Capacity for diagnostic testing is one of the key issues facing policymakers in the current pandemic.

A team at the Department of Sociology, University of Cambridge, led by Dr Stuart Hogarth, has recently been awarded two grants to examine issues of testing for COVID-19.

Dr Hogarth will run a rapid survey of diagnostic manufacturers within the University of Cambridge funded project “CamCovDx – mapping the COVID-19 diagnostics industry and analysing regulatory responses to the current crisis”. CamCovDx aims at providing policymakers with comprehensive and up-to-date information about industrial capacity for the production of COVID-19 diagnostics, and at surveying and evaluating the emerging regulatory responses to the current crisis across the globe.

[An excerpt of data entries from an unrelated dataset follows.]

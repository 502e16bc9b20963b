//! EQ cascade applier
//!
//! Applies a full set of filter descriptors to a magnitude curve. Each enabled
//! filter contributes its per-bin dB response; contributions are summed and
//! added to the base curve, so the order of filters never matters.

use super::biquad::synthesize;
use super::filter::FilterDescriptor;
use super::response::evaluate_magnitude_db;
use crate::error::{Result, TfError};
use crate::measurement::TransferFunction;

/// Summed dB contribution of all enabled filters at each frequency
///
/// Pass filters steeper than 12 dB/octave count their single section
/// `round(slope / 12)` times.
pub fn eq_response_db(
    freqs: &[f64],
    sample_rate: f64,
    descriptors: &[FilterDescriptor],
) -> Result<Vec<f64>> {
    let mut total = vec![0.0; freqs.len()];

    for descriptor in descriptors.iter().filter(|d| d.is_enabled()) {
        let section = synthesize(descriptor, sample_rate)?;
        let sections = descriptor.section_count() as f64;
        let contribution = evaluate_magnitude_db(&[section], sample_rate, freqs);
        for (acc, db) in total.iter_mut().zip(contribution) {
            *acc += db * sections;
        }
    }

    Ok(total)
}

/// Apply an EQ to a base magnitude curve
pub fn apply_eq(
    base_mag_db: &[f64],
    freqs: &[f64],
    sample_rate: f64,
    descriptors: &[FilterDescriptor],
) -> Result<Vec<f64>> {
    if base_mag_db.len() != freqs.len() {
        return Err(TfError::LengthMismatch {
            what: "base magnitude curve",
            expected: freqs.len(),
            actual: base_mag_db.len(),
        });
    }

    let eq = eq_response_db(freqs, sample_rate, descriptors)?;
    tracing::debug!(
        filters = descriptors.len(),
        enabled = descriptors.iter().filter(|d| d.is_enabled()).count(),
        bins = freqs.len(),
        "applied EQ cascade"
    );

    Ok(base_mag_db.iter().zip(eq).map(|(base, db)| base + db).collect())
}

/// Apply an EQ to a measurement's magnitude
///
/// Phase and coherence are carried over untouched; the impulse response no
/// longer matches the curve and is dropped. Every series must match the grid.
pub fn apply_eq_to_measurement(
    measurement: &TransferFunction,
    sample_rate: f64,
    descriptors: &[FilterDescriptor],
) -> Result<TransferFunction> {
    measurement.validate()?;
    let mag_db = apply_eq(&measurement.mag_db, &measurement.freqs, sample_rate, descriptors)?;
    Ok(TransferFunction {
        freqs: measurement.freqs.clone(),
        mag_db,
        phase_deg: measurement.phase_deg.clone(),
        coherence: measurement.coherence.clone(),
        impulse_response: Vec::new(),
    })
}
//! tfmath - Transfer-Function Math for Loudspeaker/Room Measurements
//!
//! A pure function library with no I/O of its own:
//! 1. Filter synthesis: parametric bands and device presets -> second-order sections
//! 2. Analytic frequency response of section cascades on arbitrary grids
//! 3. EQ application to magnitude curves
//! 4. Math traces: sum, average and subtract of transfer-function measurements
//!
//! Every operation is deterministic, so callers may evaluate independent
//! traces or frequency bins in parallel.

pub mod cli;
pub mod config;
pub mod dsp;
pub mod error;
pub mod measurement;

pub use config::{CombineOptions, EngineConfig, TiltOptions};
pub use dsp::{
    apply_eq, evaluate_magnitude_db, synthesize, FilterDescriptor, ParametricFilter,
    SecondOrderSection, TargetCurve,
};
pub use error::{CombineError, Result, TfError};
pub use measurement::{
    combine, combine_or_empty, CombineOutcome, MathOperation, MathTrace, MeasurementId,
    TransferFunction,
};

In addition, as co-investigators on the UKRI-funded project “Covid-19 international comparative research and rapid knowledge exchange hub on diagnostic testing systems”, led by Prof Michael Hopkins (University of Sussex), Dr Hogarth and Dr Olga Löblová will study the role of transnational actors including WHO, EU, large diagnostics companies, and charities in developing testing strategies during the COVID-19 pandemic. National responses to COVID-19 develop within systems of multi-level governance in which transnational actors such as the WHO play a critical role. How nation-states interact with transnational actors may be an important factor in determining national policy and impact on the scale of the global crisis.

Principal Investigator

Dr Stuart Hogarth

Postdoctoral Researchers

Dr Olga Löblová

Research Theme

Science and Technology

Funding

University of Cambridge COVID-19 Rapid Response Grants (CamCovDx)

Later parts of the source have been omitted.